— To do —
Nothing may be changed. Give the entries below again exactly.

— Excerpted data —
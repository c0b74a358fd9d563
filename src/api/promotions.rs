use axum::{
    extract::{Path, State},
    routing::{get, post},
    Json, Router,
};
use chrono::Utc;
use serde::Deserialize;
use tower_sessions::Session;
use uuid::Uuid;

use crate::api::middleware::auth::load_manager_with_station;
use crate::api::middleware::session::AppState;
use crate::error::{AppError, Result};
use crate::models::{PromotionTier, StationPromotion};
use crate::services::promotion::{self, PromotionView};

pub fn router() -> Router<AppState> {
    Router::new()
        .route("/promotions/tiers", get(list_tiers))
        .route("/promotions", get(list_campaigns))
        .route("/promotions/active", get(active_campaign))
        .route("/promotions/activate", post(activate))
        .route("/promotions/:id/cancel", post(cancel))
        // Impression/click events come from the driver-facing surface and
        // carry no manager session
        .route("/promotions/:id/view", post(record_view))
        .route("/promotions/:id/click", post(record_click))
}

async fn list_tiers(State(state): State<AppState>) -> Result<Json<Vec<PromotionTier>>> {
    let tiers = PromotionTier::list_all(&state.pool).await?;
    Ok(Json(tiers))
}

async fn list_campaigns(
    State(state): State<AppState>,
    session: Session,
) -> Result<Json<Vec<PromotionView>>> {
    let (_, station_id) = load_manager_with_station(&state.pool, &session).await?;

    let now = Utc::now();
    let campaigns = StationPromotion::list_for_station(&state.pool, station_id, 50).await?;
    let views = campaigns
        .iter()
        .map(|p| PromotionView::from_promotion(p, now))
        .collect();

    Ok(Json(views))
}

async fn active_campaign(
    State(state): State<AppState>,
    session: Session,
) -> Result<Json<Option<PromotionView>>> {
    let (_, station_id) = load_manager_with_station(&state.pool, &session).await?;

    let now = Utc::now();
    let active = StationPromotion::find_active(&state.pool, station_id)
        .await?
        .map(|p| PromotionView::from_promotion(&p, now));

    Ok(Json(active))
}

#[derive(Debug, Deserialize)]
struct ActivateRequest {
    tier_id: Uuid,
}

async fn activate(
    State(state): State<AppState>,
    session: Session,
    Json(req): Json<ActivateRequest>,
) -> Result<Json<PromotionView>> {
    let (manager, station_id) = load_manager_with_station(&state.pool, &session).await?;

    let promotion = promotion::activate(
        &state.pool,
        &state.notifier,
        &manager,
        station_id,
        req.tier_id,
    )
    .await?;

    Ok(Json(PromotionView::from_promotion(&promotion, Utc::now())))
}

async fn cancel(
    State(state): State<AppState>,
    session: Session,
    Path(id): Path<Uuid>,
) -> Result<Json<PromotionView>> {
    let (_, station_id) = load_manager_with_station(&state.pool, &session).await?;

    let promotion = StationPromotion::find_by_id(&state.pool, id)
        .await?
        .filter(|p| p.station_id == station_id)
        .ok_or_else(|| AppError::NotFound("Promotion not found".to_string()))?;

    let cancelled = StationPromotion::cancel(&state.pool, promotion.id).await?;
    if cancelled == 0 {
        return Err(AppError::Conflict(
            "Promotion is no longer active".to_string(),
        ));
    }

    tracing::info!(promotion_id = %promotion.id, station_id = %station_id, "Promotion cancelled");

    let promotion = StationPromotion::find_by_id(&state.pool, promotion.id)
        .await?
        .ok_or_else(|| AppError::NotFound("Promotion not found".to_string()))?;

    Ok(Json(PromotionView::from_promotion(&promotion, Utc::now())))
}

async fn record_view(
    State(state): State<AppState>,
    Path(id): Path<Uuid>,
) -> Result<Json<serde_json::Value>> {
    let updated = StationPromotion::record_view(&state.pool, id).await?;
    if updated == 0 {
        return Err(AppError::NotFound("Promotion not found".to_string()));
    }
    Ok(Json(serde_json::json!({ "recorded": true })))
}

async fn record_click(
    State(state): State<AppState>,
    Path(id): Path<Uuid>,
) -> Result<Json<serde_json::Value>> {
    let updated = StationPromotion::record_click(&state.pool, id).await?;
    if updated == 0 {
        return Err(AppError::NotFound("Promotion not found".to_string()));
    }
    Ok(Json(serde_json::json!({ "recorded": true })))
}
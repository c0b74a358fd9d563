use sqlx::PgPool;
use tower_sessions::Session;
use uuid::Uuid;

use super::session::SESSION_KEY_MANAGER_ID;
use crate::error::AppError;
use crate::models::ManagerProfile;

/// The authenticated manager identity for the current request
#[derive(Debug, Clone)]
pub struct AuthenticatedManager {
    pub manager_id: Uuid,
}

/// Extracts the authenticated manager id from the session. Mutating
/// handlers call this before touching the database.
pub async fn get_authenticated_manager(
    session: &Session,
) -> Result<AuthenticatedManager, AppError> {
    let manager_id: Uuid = session
        .get(SESSION_KEY_MANAGER_ID)
        .await
        .map_err(|e| AppError::Internal(anyhow::anyhow!("Session error: {}", e)))?
        .ok_or(AppError::Unauthorized)?;

    Ok(AuthenticatedManager { manager_id })
}

/// Loads the full profile for the authenticated manager
pub async fn load_manager(pool: &PgPool, session: &Session) -> Result<ManagerProfile, AppError> {
    let auth = get_authenticated_manager(session).await?;

    ManagerProfile::find_by_id(pool, auth.manager_id)
        .await?
        .ok_or_else(|| AppError::NotFound("Manager profile not found".to_string()))
}

/// Loads the manager and the station they own; most dashboard handlers
/// start here.
pub async fn load_manager_with_station(
    pool: &PgPool,
    session: &Session,
) -> Result<(ManagerProfile, Uuid), AppError> {
    let manager = load_manager(pool, session).await?;
    let station_id = manager.station_id.ok_or(AppError::NoAssociatedStation)?;
    Ok((manager, station_id))
}
// API module - HTTP endpoints

pub mod auth;
pub mod dashboard;
pub mod health;
pub mod middleware;
pub mod promotions;
pub mod reviews;
pub mod stations;
pub mod wallet;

— Exercise result —
repository c0b74a358fd9d563
filename src/api/promotions.rs
use axum::{
    extract::{Path, State},
    routing::{get, post},
    Json, Router,
};
use chrono::Utc;
use serde::Deserialize;
use tower_sessions::Session;
use uuid::Uuid;

use crate::api::middleware::auth::load_manager_with_station;
use crate::api::middleware::session::AppState;
use crate::error::{AppError, Result};
use crate::models::{PromotionTier, StationPromotion};
use crate::services::promotion::{self, PromotionView};

pub fn router() -> Router<AppState> {
    Router::new()
        .route("/promotions/tiers", get(list_tiers))
        .route("/promotions", get(list_campaigns))
        .route("/promotions/active", get(active_campaign))
        .route("/promotions/activate", post(activate))
        .route("/promotions/:id/cancel", post(cancel))
        // Impression/click events come from the driver-facing surface and
        // carry no manager session
        .route("/promotions/:id/view", post(record_view))
        .route("/promotions/:id/click", post(record_click))
}

async fn list_tiers(State(state): State<AppState>) -> Result<Json<Vec<PromotionTier>>> {
    let tiers = PromotionTier::list_all(&state.pool).await?;
    Ok(Json(tiers))
}

async fn list_campaigns(
    State(state): State<AppState>,
    session: Session,
) -> Result<Json<Vec<PromotionView>>> {
    let (_, station_id) = load_manager_with_station(&state.pool, &session).await?;

    let now = Utc::now();
    let campaigns = StationPromotion::list_for_station(&state.pool, station_id, 50).await?;
    let views = campaigns
        .iter()
        .map(|p| PromotionView::from_promotion(p, now))
        .collect();

    Ok(Json(views))
}

async fn active_campaign(
    State(state): State<AppState>,
    session: Session,
) -> Result<Json<Option<PromotionView>>> {
    let (_, station_id) = load_manager_with_station(&state.pool, &session).await?;

    let now = Utc::now();
    let active = StationPromotion::find_active(&state.pool, station_id)
        .await?
        .map(|p| PromotionView::from_promotion(&p, now));

    Ok(Json(active))
}

#[derive(Debug, Deserialize)]
struct ActivateRequest {
    tier_id: Uuid,
}

async fn activate(
    State(state): State<AppState>,
    session: Session,
    Json(req): Json<ActivateRequest>,
) -> Result<Json<PromotionView>> {
    let (manager, station_id) = load_manager_with_station(&state.pool, &session).await?;

    let promotion = promotion::activate(
        &state.pool,
        &state.notifier,
        &manager,
        station_id,
        req.tier_id,
    )
    .await?;

    Ok(Json(PromotionView::from_promotion(&promotion, Utc::now())))
}

async fn cancel(
    State(state): State<AppState>,
    session: Session,
    Path(id): Path<Uuid>,
) -> Result<Json<PromotionView>> {
    let (_, station_id) = load_manager_with_station(&state.pool, &session).await?;

    let promotion = StationPromotion::find_by_id(&state.pool, id)
        .await?
        .filter(|p| p.station_id == station_id)
        .ok_or_else(|| AppError::NotFound("Promotion not found".to_string()))?;

    let cancelled = StationPromotion::cancel(&state.pool, promotion.id).await?;
    if cancelled == 0 {
        return Err(AppError::Conflict(
            "Promotion is no longer active".to_string(),
        ));
    }

    tracing::info!(promotion_id = %promotion.id, station_id = %station_id, "Promotion cancelled");

    let promotion = StationPromotion::find_by_id(&state.pool, promotion.id)
        .await?
        .ok_or_else(|| AppError::NotFound("Promotion not found".to_string()))?;

    Ok(Json(PromotionView::from_promotion(&promotion, Utc::now())))
}

async fn record_view(
    State(state): State<AppState>,
    Path(id): Path<Uuid>,
) -> Result<Json<serde_json::Value>> {
    let updated = StationPromotion::record_view(&state.pool, id).await?;
    if updated == 0 {
        return Err(AppError::NotFound("Promotion not found".to_string()));
    }
    Ok(Json(serde_json::json!({ "recorded": true })))
}

async fn record_click(
    State(state): State<AppState>,
    Path(id): Path<Uuid>,
) -> Result<Json<serde_json::Value>> {
    let updated = StationPromotion::record_click(&state.pool, id).await?;
    if updated == 0 {
        return Err(AppError::NotFound("Promotion not found".to_string()));
    }
    Ok(Json(serde_json::json!({ "recorded": true })))
}
repository c0b74a358fd9d563
use sqlx::PgPool;
use tower_sessions::Session;
use uuid::Uuid;

use super::session::SESSION_KEY_MANAGER_ID;
use crate::error::AppError;
use crate::models::ManagerProfile;

/// The authenticated manager identity for the current request
#[derive(Debug, Clone)]
pub struct AuthenticatedManager {
    pub manager_id: Uuid,
}

/// Extracts the authenticated manager id from the session. Mutating
/// handlers call this before touching the database.
pub async fn get_authenticated_manager(
    session: &Session,
) -> Result<AuthenticatedManager, AppError> {
    let manager_id: Uuid = session
        .get(SESSION_KEY_MANAGER_ID)
        .await
        .map_err(|e| AppError::Internal(anyhow::anyhow!("Session error: {}", e)))?
        .ok_or(AppError::Unauthorized)?;

    Ok(AuthenticatedManager { manager_id })
}

/// Loads the full profile for the authenticated manager
pub async fn load_manager(pool: &PgPool, session: &Session) -> Result<ManagerProfile, AppError> {
    let auth = get_authenticated_manager(session).await?;

    ManagerProfile::find_by_id(pool, auth.manager_id)
        .await?
        .ok_or_else(|| AppError::NotFound("Manager profile not found".to_string()))
}

/// Loads the manager and the station they own; most dashboard handlers
/// start here.
pub async fn load_manager_with_station(
    pool: &PgPool,
    session: &Session,
) -> Result<(ManagerProfile, Uuid), AppError> {
    let manager = load_manager(pool, session).await?;
    let station_id = manager.station_id.ok_or(AppError::NoAssociatedStation)?;
    Ok((manager, station_id))
}
// API module - HTTP endpoints

pub mod auth;
pub mod dashboard;
pub mod health;
pub mod middleware;
pub mod promotions;
pub mod reviews;
pub mod stations;
pub mod wallet;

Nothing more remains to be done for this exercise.